Monday, 7 March 2016

Musical beginnings

What was the first record you bought ?

The real musos bought Howlin' Wolf, Robert Johnson, Bach, Mahler; whatever their taste, musos always seem to have a hardcore beginning, listening to the real McCoy from the time they are first weaned, and probably idly thrumming along on some prototype instrument.

My first record was "Woody Woodpecker Goes to the Moon". Woody had a terrific chuckle, but few musical pretentions, and the thing I liked best was the part where he bangs his head, sees double and sings the line "Two two head heads are are better better than than one one any any day day." Is that cool or what ? I can still remember the tune, too.




But let's be honest: this was not an auspicious musical awakening exactly.

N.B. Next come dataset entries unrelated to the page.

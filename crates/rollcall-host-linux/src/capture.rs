//! Screenshot command capture

use async_trait::async_trait;
use rollcall_host_api::{Capture, CaptureError, CapturedFrame, HostResult};
use std::time::Duration;
use tracing::debug;

use crate::{run_command, substitute, CommandError, DEFAULT_COMMAND_TIMEOUT};

/// Captures a monitor by running a screenshot tool.
///
/// The argv may use `{monitor}` (1-based monitor id) and `{output}` (path of
/// the PNG the tool must write).
pub struct CommandCapture {
    argv: Vec<String>,
    monitor_id: u32,
    timeout: Duration,
}

impl CommandCapture {
    pub fn new(argv: Vec<String>, monitor_id: u32) -> Self {
        Self {
            argv,
            monitor_id,
            timeout: DEFAULT_COMMAND_TIMEOUT,
        }
    }

    pub fn with_timeout(mut self, timeout: Duration) -> Self {
        self.timeout = timeout;
        self
    }
}

#[async_trait]
impl Capture for CommandCapture {
    async fn grab(&self) -> HostResult<CapturedFrame> {
        if self.monitor_id == 0 {
            return Err(CaptureError::InvalidMonitor(self.monitor_id).into());
        }

        let output = tempfile::Builder::new()
            .prefix("rollcall-capture-")
            .suffix(".png")
            .tempfile()?;
        let output_path = output.path().to_string_lossy().into_owned();
        let monitor = self.monitor_id.to_string();

        let argv = substitute(
            &self.argv,
            &[("monitor", monitor.as_str()), ("output", output_path.as_str())],
        );

        run_command(&argv, self.timeout).await.map_err(|e| match e {
            CommandError::NotFound(program) => {
                CaptureError::DeviceUnavailable(format!("{} not found", program))
            }
            other => CaptureError::CommandFailed(other.to_string()),
        })?;

        let captured_at = rollcall_util::now();
        let image = image::open(output.path()).map_err(|e| CaptureError::Decode(e.to_string()))?;

        debug!(
            monitor = self.monitor_id,
            width = image.width(),
            height = image.height(),
            "Screen captured"
        );

        Ok(CapturedFrame {
            image,
            monitor_id: self.monitor_id,
            captured_at,
        })
    }
}
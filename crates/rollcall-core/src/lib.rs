//! Period scheduling and attempt orchestration for rollcalld
//!
//! This crate is the heart of rollcalld, containing:
//! - The period registry and per-period state machine
//!   (Waiting -> Detecting -> Completed | Skipped | TimedOut)
//! - Attempt throttling and headcount evaluation
//! - Window expiry
//! - The capture pipeline (capture, detect, evaluate, save, log)
//! - A one-second ticker that serializes passes and manual commands

mod condition;
mod events;
mod orchestrator;
mod period;
mod scheduler;
mod throttle;
mod ticker;
mod timeout;

pub use condition::*;
pub use events::*;
pub use orchestrator::*;
pub use period::*;
pub use scheduler::*;
pub use throttle::*;
pub use ticker::*;
pub use timeout::*;
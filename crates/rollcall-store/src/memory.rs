//! In-memory store doubles for tests

use chrono::{DateTime, Local};
use image::DynamicImage;
use rollcall_api::{AttendanceRecord, StorageErrorKind};
use rollcall_util::PeriodId;
use std::path::{Path, PathBuf};
use std::sync::{Arc, Mutex};

use crate::{evidence_path, AttendanceLog, EvidenceStore, StoreError, StoreResult};

/// One save recorded by [`MemoryEvidenceStore`]
#[derive(Debug, Clone, PartialEq)]
pub struct SavedEvidence {
    pub period: PeriodId,
    pub within_window: bool,
    pub captured_at: DateTime<Local>,
    pub path: PathBuf,
}

/// Evidence store that remembers saves instead of writing files
#[derive(Default)]
pub struct MemoryEvidenceStore {
    saved: Mutex<Vec<SavedEvidence>>,
    fail_with: Arc<Mutex<Option<StorageErrorKind>>>,
}

impl MemoryEvidenceStore {
    pub fn new() -> Self {
        Self::default()
    }

    /// Make subsequent saves fail with the given kind, or succeed again with None
    pub fn set_failure(&self, kind: Option<StorageErrorKind>) {
        *self.fail_with.lock().unwrap() = kind;
    }

    pub fn saved(&self) -> Vec<SavedEvidence> {
        self.saved.lock().unwrap().clone()
    }
}

impl EvidenceStore for MemoryEvidenceStore {
    fn save(
        &self,
        _image: &DynamicImage,
        period: PeriodId,
        within_window: bool,
        captured_at: DateTime<Local>,
    ) -> StoreResult<PathBuf> {
        if let Some(kind) = *self.fail_with.lock().unwrap() {
            return Err(StoreError::Storage {
                kind,
                message: "simulated storage failure".into(),
            });
        }

        let path = evidence_path(Path::new("/memory"), period, within_window, &captured_at);
        self.saved.lock().unwrap().push(SavedEvidence {
            period,
            within_window,
            captured_at,
            path: path.clone(),
        });
        Ok(path)
    }
}

/// Attendance log kept in memory
#[derive(Default)]
pub struct MemoryLog {
    records: Mutex<Vec<AttendanceRecord>>,
    fail: Arc<Mutex<bool>>,
}

impl MemoryLog {
    pub fn new() -> Self {
        Self::default()
    }

    pub fn set_fail(&self, fail: bool) {
        *self.fail.lock().unwrap() = fail;
    }

    pub fn records(&self) -> Vec<AttendanceRecord> {
        self.records.lock().unwrap().clone()
    }
}

impl AttendanceLog for MemoryLog {
    fn append(&self, record: &AttendanceRecord) -> StoreResult<()> {
        if *self.fail.lock().unwrap() {
            return Err(StoreError::Database("simulated log failure".into()));
        }
        self.records.lock().unwrap().push(record.clone());
        Ok(())
    }

    fn recent(&self, limit: usize) -> StoreResult<Vec<AttendanceRecord>> {
        let records = self.records.lock().unwrap();
        Ok(records.iter().rev().take(limit).cloned().collect())
    }
}
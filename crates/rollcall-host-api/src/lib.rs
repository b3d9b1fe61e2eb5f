//! Collaborator trait interfaces for rollcalld
//!
//! This crate defines the interface between the scheduling core and the
//! screenshot and face-detection backends. It contains no platform code itself.

mod mock;
mod traits;

pub use mock::*;
pub use traits::*;
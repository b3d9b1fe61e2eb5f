//! Error types for rollcall

use thiserror::Error;

use crate::{PeriodId, WallClock};

/// Core error type for rollcall operations
#[derive(Debug, Error)]
pub enum RollcallError {
    #[error("Period not found: {0}")]
    PeriodNotFound(PeriodId),

    #[error("Invalid period id {0}: expected 0-8")]
    InvalidPeriodId(u8),

    #[error("Duplicate period id: {0}")]
    DuplicatePeriod(PeriodId),

    #[error("Missing period id: {0}")]
    MissingPeriod(PeriodId),

    #[error("Invalid capture window {start}-{end}: start must be before end")]
    InvalidWindow { start: WallClock, end: WallClock },

    #[error("Cannot {action} period {period} while it is {status}")]
    InvalidTransition {
        period: PeriodId,
        action: &'static str,
        status: String,
    },

    #[error("Student count {0} out of range (1-100)")]
    InvalidStudentCount(u32),

    #[error("Scheduler is not running")]
    SchedulerUnavailable,

    #[error("Configuration error: {0}")]
    ConfigError(String),

    #[error("Store error: {0}")]
    StoreError(String),

    #[error("Host error: {0}")]
    HostError(String),

    #[error("Internal error: {0}")]
    Internal(String),
}

impl RollcallError {
    pub fn config(msg: impl Into<String>) -> Self {
        Self::ConfigError(msg.into())
    }

    pub fn store(msg: impl Into<String>) -> Self {
        Self::StoreError(msg.into())
    }

    pub fn host(msg: impl Into<String>) -> Self {
        Self::HostError(msg.into())
    }

    pub fn internal(msg: impl Into<String>) -> Self {
        Self::Internal(msg.into())
    }
}

pub type Result<T> = std::result::Result<T, RollcallError>;
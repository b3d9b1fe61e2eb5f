//! Daily CSV attendance log

use rollcall_api::AttendanceRecord;
use rollcall_util::format_date_stamp;
use std::fs::OpenOptions;
use std::io::Write;
use std::path::{Path, PathBuf};
use std::sync::Mutex;
use tracing::debug;

use crate::{day_dir, AttendanceLog, StoreResult};

pub const CSV_HEADER: &str = "date,time,item,status,detected,required,file,note";

const UTF8_BOM: &str = "\u{feff}";

/// Appends one row per record to `<root>/<YYMMDD>/<YYMMDD>_log.csv`.
///
/// New files start with a UTF-8 BOM and a header row so spreadsheet tools
/// pick the right encoding.
pub struct CsvAttendanceLog {
    root: PathBuf,
    write_lock: Mutex<()>,
}

impl CsvAttendanceLog {
    pub fn new(root: impl Into<PathBuf>) -> Self {
        Self {
            root: root.into(),
            write_lock: Mutex::new(()),
        }
    }

    /// Log file for the day containing `record`
    pub fn path_for(&self, record: &AttendanceRecord) -> PathBuf {
        log_path(&self.root, record)
    }
}

fn log_path(root: &Path, record: &AttendanceRecord) -> PathBuf {
    let stamp = format_date_stamp(&record.timestamp);
    day_dir(root, &record.timestamp).join(format!("{}_log.csv", stamp))
}

impl AttendanceLog for CsvAttendanceLog {
    fn append(&self, record: &AttendanceRecord) -> StoreResult<()> {
        let _guard = self.write_lock.lock().unwrap();

        let path = log_path(&self.root, record);
        if let Some(parent) = path.parent() {
            std::fs::create_dir_all(parent)?;
        }

        let mut file = OpenOptions::new().create(true).append(true).open(&path)?;
        if file.metadata()?.len() == 0 {
            writeln!(file, "{}{}", UTF8_BOM, CSV_HEADER)?;
        }

        writeln!(file, "{}", format_row(record))?;
        debug!(path = %path.display(), status = %record.status, "Attendance row written");
        Ok(())
    }
}

/// Render a record as one CSV line (without the trailing newline)
pub fn format_row(record: &AttendanceRecord) -> String {
    let fields = [
        record.timestamp.format("%Y-%m-%d").to_string(),
        record.timestamp.format("%H:%M:%S").to_string(),
        record.period_label.clone(),
        record.status.as_str().to_string(),
        record.detected_count.to_string(),
        record.threshold.to_string(),
        record.file_name.clone(),
        record.note.clone(),
    ];

    fields
        .iter()
        .map(|f| escape_field(f))
        .collect::<Vec<_>>()
        .join(",")
}

fn escape_field(field: &str) -> String {
    if field.contains([',', '"', '\n', '\r']) {
        format!("\"{}\"", field.replace('"', "\"\""))
    } else {
        field.to_string()
    }
}
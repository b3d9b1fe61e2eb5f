//! Integration tests for rollcalld
//!
//! These drive the orchestrator through full days of periods with scripted
//! collaborators, the way the daemon wires it.

use chrono::{DateTime, Local, TimeZone};
use rollcall_api::{
    AttemptResult, AttemptTrigger, AttendanceStatus, DisplayState, PeriodStatus,
    StorageErrorKind, VerificationMode,
};
use rollcall_config::{parse_config, Config};
use rollcall_core::{
    CaptureOrchestrator, Collaborators, CoreEvent, PeriodRegistry, TimeoutMonitor,
};
use rollcall_host_api::{MockCapture, MockDetector};
use rollcall_store::{
    AttendanceLog, CsvAttendanceLog, FanoutLog, FileEvidenceStore, MemoryEvidenceStore,
    MemoryLog, SqliteAttendanceLog, CSV_HEADER,
};
use rollcall_util::PeriodId;
use std::sync::Arc;

const CONFIG: &str = r#"
config_version = 1

[settings]
mode = "flexible"
student_count = 21

[capture]
command = ["grim", "-o", "{monitor}", "{output}"]

[detector]
command = ["count-faces", "{image}"]
"#;

fn config(mode: VerificationMode) -> Config {
    let mut config = parse_config(CONFIG).unwrap();
    config.verification.mode = mode;
    config
}

fn at(h: u32, m: u32, s: u32) -> DateTime<Local> {
    Local.with_ymd_and_hms(2025, 11, 4, h, m, s).unwrap()
}

fn p(id: u8) -> PeriodId {
    PeriodId::new(id).unwrap()
}

struct Day {
    orchestrator: CaptureOrchestrator,
    capture: Arc<MockCapture>,
    detector: Arc<MockDetector>,
    evidence: Arc<MemoryEvidenceStore>,
    log: Arc<MemoryLog>,
}

impl Day {
    fn new(mode: VerificationMode) -> Self {
        let config = config(mode);
        let capture = Arc::new(MockCapture::new());
        let detector = Arc::new(MockDetector::new(0));
        let evidence = Arc::new(MemoryEvidenceStore::new());
        let log = Arc::new(MemoryLog::new());

        let orchestrator = CaptureOrchestrator::new(
            PeriodRegistry::new(&config.periods).unwrap(),
            config.verification,
            Collaborators {
                capture: capture.clone(),
                detector: detector.clone(),
                evidence: evidence.clone(),
                log: log.clone(),
            },
        )
        .unwrap();

        Self {
            orchestrator,
            capture,
            detector,
            evidence,
            log,
        }
    }

    fn status(&self, id: u8) -> PeriodStatus {
        self.orchestrator.registry().get(p(id)).unwrap().status
    }
}

#[test]
fn default_timetable_is_loaded() {
    let config = config(VerificationMode::Flexible);
    assert_eq!(config.periods.len(), 9);
    assert_eq!(config.verification.threshold(), 22);

    let order: Vec<u8> = config.periods.iter().map(|s| s.id.as_u8()).collect();
    assert_eq!(order, vec![1, 2, 3, 4, 5, 6, 7, 8, 0]);
}

#[tokio::test]
async fn flexible_period_completes_on_second_attempt() {
    let mut day = Day::new(VerificationMode::Flexible);

    // 21 students plus the instructor: 22 required, 19 accepted
    day.detector.push_count(17);
    day.orchestrator.tick(at(9, 30, 5)).await;

    assert_eq!(day.status(1), PeriodStatus::Waiting);
    let view = day.orchestrator.snapshot(at(9, 30, 6)).periods.remove(0);
    assert_eq!(
        view.display,
        DisplayState::Retrying {
            last_detected: Some(17),
            next_attempt_at: Some(at(9, 30, 15)),
        }
    );

    // Throttled
    day.orchestrator.tick(at(9, 30, 10)).await;
    assert_eq!(day.capture.grab_count(), 1);

    day.detector.push_count(20);
    day.orchestrator.tick(at(9, 30, 16)).await;

    assert_eq!(day.status(1), PeriodStatus::Completed);
    let saved = day.evidence.saved();
    assert_eq!(saved.len(), 1);
    assert!(saved[0].within_window);
    assert!(saved[0].path.ends_with("251104/251104_period1.png"));

    let statuses: Vec<AttendanceStatus> = day.log.records().iter().map(|r| r.status).collect();
    assert_eq!(
        statuses,
        vec![AttendanceStatus::ConditionNotMet, AttendanceStatus::Success]
    );

    // Terminal: later passes inside the window do nothing
    day.orchestrator.tick(at(9, 40, 0)).await;
    assert_eq!(day.capture.grab_count(), 2);
}

#[tokio::test]
async fn timeout_then_manual_retry_writes_corrected_copy() {
    let mut day = Day::new(VerificationMode::Flexible);
    day.detector.set_default(10);

    day.orchestrator.tick(at(9, 44, 55)).await;
    assert_eq!(day.status(1), PeriodStatus::Waiting);
    day.orchestrator.take_events();

    day.orchestrator.tick(at(9, 45, 1)).await;
    assert_eq!(day.status(1), PeriodStatus::TimedOut);
    assert!(day
        .orchestrator
        .take_events()
        .iter()
        .any(|e| matches!(e, CoreEvent::PeriodTimedOut { period } if *period == p(1))));

    day.detector.set_default(20);
    let report = day.orchestrator.retry(p(1), at(9, 50, 0)).await.unwrap();

    assert_eq!(report.trigger, AttemptTrigger::Manual);
    assert_eq!(report.next_attempt_at, None);
    match &report.result {
        AttemptResult::Completed { file } => {
            assert!(file.to_string_lossy().ends_with("_period1_corrected.png"));
        }
        other => panic!("expected completion, got {:?}", other),
    }
    assert_eq!(day.status(1), PeriodStatus::Completed);
    assert!(!day.evidence.saved()[0].within_window);

    // Completed is terminal; skip is refused
    assert!(day.orchestrator.skip(p(1), at(9, 51, 0)).is_err());
}

#[tokio::test]
async fn exact_mode_requires_exact_headcount() {
    let mut day = Day::new(VerificationMode::Exact);

    day.detector.push_count(23);
    day.orchestrator.tick(at(10, 30, 0)).await;
    assert_eq!(day.status(2), PeriodStatus::Waiting);

    day.detector.push_count(21);
    day.orchestrator.tick(at(10, 30, 10)).await;
    assert_eq!(day.status(2), PeriodStatus::Waiting);

    day.detector.push_count(22);
    day.orchestrator.tick(at(10, 30, 20)).await;
    assert_eq!(day.status(2), PeriodStatus::Completed);

    // Period 1 timed out at the first pass; nothing was attempted for it
    assert_eq!(day.status(1), PeriodStatus::TimedOut);
    assert_eq!(day.capture.grab_count(), 3);
}

#[tokio::test]
async fn skip_is_idempotent_and_stops_attempts() {
    let mut day = Day::new(VerificationMode::Flexible);

    let first = day.orchestrator.skip(p(2), at(10, 0, 0)).unwrap();
    assert!(!first.already);
    let second = day.orchestrator.skip(p(2), at(10, 1, 0)).unwrap();
    assert!(second.already);

    let skipped: Vec<_> = day
        .log
        .records()
        .into_iter()
        .filter(|r| r.status == AttendanceStatus::Skipped)
        .collect();
    assert_eq!(skipped.len(), 1);

    day.orchestrator.tick(at(10, 30, 0)).await;
    day.orchestrator.tick(at(10, 44, 59)).await;
    assert_eq!(day.capture.grab_count(), 0);

    // A skipped period never times out
    day.orchestrator.tick(at(10, 46, 0)).await;
    assert_eq!(day.status(2), PeriodStatus::Skipped);
}

#[tokio::test]
async fn storage_failure_waits_for_manual_retry() {
    let mut day = Day::new(VerificationMode::Flexible);
    day.detector.set_default(22);
    day.evidence.set_failure(Some(StorageErrorKind::OutOfSpace));

    day.orchestrator.tick(at(9, 30, 0)).await;

    assert_eq!(day.status(1), PeriodStatus::Waiting);
    let events = day.orchestrator.take_events();
    assert!(events.iter().any(|e| matches!(
        e,
        CoreEvent::StorageFault { kind: StorageErrorKind::OutOfSpace, .. }
    )));
    let view = day.orchestrator.snapshot(at(9, 30, 1)).periods.remove(0);
    assert!(matches!(view.display, DisplayState::NeedsAttention { .. }));

    // Automatic attempts are suspended
    day.orchestrator.tick(at(9, 30, 20)).await;
    assert_eq!(day.capture.grab_count(), 1);

    day.evidence.set_failure(None);
    let report = day.orchestrator.retry(p(1), at(9, 31, 0)).await.unwrap();
    assert!(report.result.is_success());
    assert!(day.evidence.saved()[0].within_window);

    let view = day.orchestrator.snapshot(at(9, 31, 1)).periods.remove(0);
    assert!(view.attention.is_none());
}

#[tokio::test]
async fn settings_change_applies_to_next_attempt() {
    let mut day = Day::new(VerificationMode::Flexible);

    day.detector.push_count(19);
    let updated = day
        .orchestrator
        .update_settings(Some(VerificationMode::Exact), None)
        .unwrap();
    assert_eq!(updated.mode, VerificationMode::Exact);

    day.orchestrator.tick(at(9, 30, 0)).await;
    assert_eq!(day.status(1), PeriodStatus::Waiting);

    assert!(day.orchestrator.update_settings(None, Some(101)).is_err());
    assert_eq!(day.orchestrator.settings().student_count, 21);
}

#[test]
fn detecting_period_survives_window_end() {
    let config = config(VerificationMode::Flexible);
    let mut registry = PeriodRegistry::new(&config.periods).unwrap();
    registry.get_mut(p(1)).unwrap().status = PeriodStatus::Detecting;

    let expired = TimeoutMonitor::expire_elapsed(&mut registry, &at(9, 46, 0));

    assert!(!expired.contains(&p(1)));
    assert_eq!(registry.get(p(1)).unwrap().status, PeriodStatus::Detecting);
}

#[tokio::test]
async fn file_backed_day_writes_png_csv_and_history() {
    let dir = tempfile::tempdir().unwrap();
    let config = config(VerificationMode::Flexible);

    let history = Arc::new(SqliteAttendanceLog::in_memory().unwrap());
    let csv = Arc::new(CsvAttendanceLog::new(dir.path()));
    let logs: Vec<Arc<dyn AttendanceLog>> = vec![history.clone(), csv];

    let detector = Arc::new(MockDetector::new(22));
    detector.push_count(5);

    let mut orchestrator = CaptureOrchestrator::new(
        PeriodRegistry::new(&config.periods).unwrap(),
        config.verification,
        Collaborators {
            capture: Arc::new(MockCapture::new()),
            detector,
            evidence: Arc::new(FileEvidenceStore::new(dir.path())),
            log: Arc::new(FanoutLog::new(logs)),
        },
    )
    .unwrap();

    orchestrator.tick(at(9, 30, 0)).await;
    orchestrator.tick(at(9, 30, 10)).await;

    let png = dir.path().join("251104").join("251104_period1.png");
    assert!(png.exists());

    let csv_path = dir.path().join("251104").join("251104_log.csv");
    let contents = std::fs::read_to_string(csv_path).unwrap();
    assert!(contents.starts_with('\u{feff}'));
    assert!(contents.contains(CSV_HEADER));
    assert!(contents.contains("success"));
    assert!(contents.contains("251104_period1.png"));

    let recent = history.recent(10).unwrap();
    assert_eq!(recent.len(), 2);
    assert_eq!(recent[0].status, AttendanceStatus::Success);
    assert_eq!(recent[1].status, AttendanceStatus::ConditionNotMet);
}
//! Event types for rollcalld -> client streaming

use chrono::{DateTime, Local};
use rollcall_util::PeriodId;
use serde::{Deserialize, Serialize};

use crate::{
    AttemptSummary, PeriodStatus, SchedulerSnapshot, StorageErrorKind, VerificationSettings,
    API_VERSION,
};

/// Event envelope
#[derive(Debug, Clone, Serialize, Deserialize)]
pub struct Event {
    pub api_version: u32,
    pub timestamp: DateTime<Local>,
    pub payload: EventPayload,
}

impl Event {
    pub fn new(payload: EventPayload) -> Self {
        Self {
            api_version: API_VERSION,
            timestamp: rollcall_util::now(),
            payload,
        }
    }
}

/// All possible events from the service to clients
#[derive(Debug, Clone, Serialize, Deserialize)]
#[serde(tag = "type", rename_all = "snake_case")]
pub enum EventPayload {
    /// Full state snapshot (sent on subscribe)
    StateChanged(SchedulerSnapshot),

    /// A period moved between statuses
    StatusChanged {
        period: PeriodId,
        from: PeriodStatus,
        to: PeriodStatus,
    },

    /// An attempt pipeline finished, successfully or not
    AttemptFinished(AttemptSummary),

    /// Evidence could not be written; automatic attempts for the period are suspended
    StorageFault {
        period: PeriodId,
        kind: StorageErrorKind,
        message: String,
    },

    PeriodTimedOut {
        period: PeriodId,
    },

    SettingsChanged(VerificationSettings),

    /// Service is shutting down
    Shutdown,
}
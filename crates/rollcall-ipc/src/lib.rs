//! IPC layer for rollcalld
//!
//! Newline-delimited JSON over a Unix domain socket. Each connection gets a
//! role from the peer's uid: the service user and root may skip, retry and
//! change settings, everyone else is read-only.

mod client;
mod server;

pub use client::*;
pub use server::*;

use thiserror::Error;

/// IPC errors
#[derive(Debug, Error)]
pub enum IpcError {
    #[error("IO error: {0}")]
    Io(#[from] std::io::Error),

    #[error("JSON error: {0}")]
    Json(#[from] serde_json::Error),

    #[error("Connection closed")]
    ConnectionClosed,

    #[error("Server error: {0}")]
    ServerError(String),
}

pub type IpcResult<T> = Result<T, IpcError>;
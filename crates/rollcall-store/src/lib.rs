//! Persistence layer for rollcalld
//!
//! Provides:
//! - Evidence store (one PNG per period per day, with corrected copies)
//! - Daily CSV attendance log
//! - SQLite attendance log for history queries
//! - Fan-out over several logs
//! - In-memory doubles for tests

mod csv;
mod fanout;
mod file;
mod memory;
mod sqlite;
mod traits;

pub use csv::*;
pub use fanout::*;
pub use file::*;
pub use memory::*;
pub use sqlite::*;
pub use traits::*;

use rollcall_api::StorageErrorKind;
use thiserror::Error;

/// Store errors
#[derive(Debug, Error)]
pub enum StoreError {
    #[error("Database error: {0}")]
    Database(String),

    #[error("Serialization error: {0}")]
    Serialization(String),

    #[error("IO error: {0}")]
    Io(#[from] std::io::Error),

    #[error("Image encoding error: {0}")]
    Encode(String),

    #[error("{kind}: {message}")]
    Storage {
        kind: StorageErrorKind,
        message: String,
    },
}

impl StoreError {
    /// Classify the failure for operator alerting
    pub fn kind(&self) -> StorageErrorKind {
        match self {
            StoreError::Storage { kind, .. } => *kind,
            StoreError::Io(e) => classify_io(e.kind()),
            _ => StorageErrorKind::Other,
        }
    }
}

fn classify_io(kind: std::io::ErrorKind) -> StorageErrorKind {
    use std::io::ErrorKind;

    match kind {
        ErrorKind::PermissionDenied | ErrorKind::ReadOnlyFilesystem => {
            StorageErrorKind::PermissionDenied
        }
        ErrorKind::StorageFull | ErrorKind::QuotaExceeded => StorageErrorKind::OutOfSpace,
        _ => StorageErrorKind::Other,
    }
}

impl From<rusqlite::Error> for StoreError {
    fn from(e: rusqlite::Error) -> Self {
        StoreError::Database(e.to_string())
    }
}

impl From<image::ImageError> for StoreError {
    fn from(e: image::ImageError) -> Self {
        match e {
            image::ImageError::IoError(io) => StoreError::Io(io),
            other => StoreError::Encode(other.to_string()),
        }
    }
}

pub type StoreResult<T> = Result<T, StoreError>;
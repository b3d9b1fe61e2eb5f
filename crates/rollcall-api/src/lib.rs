//! Protocol types for rollcalld IPC
//!
//! This crate defines the stable API between rollcalld and its clients:
//! - Period status, verification settings and scheduler snapshots
//! - Commands (requests from clients)
//! - Responses
//! - Events (service -> clients)
//! - Versioning

mod commands;
mod events;
mod types;

pub use commands::*;
pub use events::*;
pub use types::*;

/// Current API version
pub const API_VERSION: u32 = 1;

It was years before the actual moon landing, of course, so Woody was ahead of his time in that respect.

You know what ? I think some of the musos re-invent their first experiences. I mean, no serious musician approaching his dotage could possibly admit to his or her first record being "Please Mr Custer" by Charlie Drake. Or maybe something by Benny Hill. It would just be too humiliating. They would never live it down.

The musos also have musical parents, who come home after a hard days graft, sit their kid next to them on the on the piano stool, narrow their eyes, light up an evocative cigarette and tinkle through Gershwin until bedtime. Cut to: Mesmerised prodigy soaks up the vibe.

My mum had two records I know about. My Fair Lady and South Pacific. I don't think I ever heard her play them. She never had time. You could not put your cup down in our house, and if you did, she would swoop in and wash it up. No wonder she had so little time for anything other than Housewives Choice.

As for musical instruments, musos seem to grow up in houses littered with top-of-the-range instruments lying about the place. Our piano was chopped up (literally. I mean REALLY literally) as it was suspected of making the floor sag. You never read about that in the potted bios. That piano was a mystery in  itself. Other than me, nobody ever played it. Nobody. Why did we have the thing in the first place ?

When I wanted to learn a musical instrument - it was the guitar I was lusting after - my parents were horrified. The expense ! And I would play it for a bit and then forget about it, and all that money would be wasted. I made two guitars before they realised I meant business. The first did not work at all, but was great for posing to Woody Woodpecker with. The second, made after days spent researching the library in town, worked a treat, but was a bit clunky and weighed only slightly less than the piano. This was no Brian May story.

They lovingly relented, and bought me an acoustic guitar, and I was launched. When I played Yesterday for my Uncle Malcolm, he screwed up his face as if he had just bitten through something unpleasantly resident in a lemon. "That", he said, "was awful.'" 

School was pretty much with Uncle M. School music consisted largely of learning the dates and details of long-dead composers whose music we got to imagine but never heard. Those who played in the school orchestra were excused music lessons. No doubt in case the lessons should dent their enthusiasm. School regarded as un-musical the kids who rolled up with instruments to jam frenziedly in corners at lunchtime and swap chords to the latest Beatles track.

As a teenager, I sang in Iolanthe (Gilbert and Sullivan) as a rather short-sighted Peer. Peer was about right, and nightly I threatened to disappear off the front of the stage as the cast had been forbidden to wear anachronistic glasses. Harsh.

You can see that my musical beginnings were, well, dodgy at best. What I lacked in talent I made up for with mindless optimism, and dogged perseverance. Like life itself.

I might not have the early street cred, but if only Uncle Malcolm could hear me now.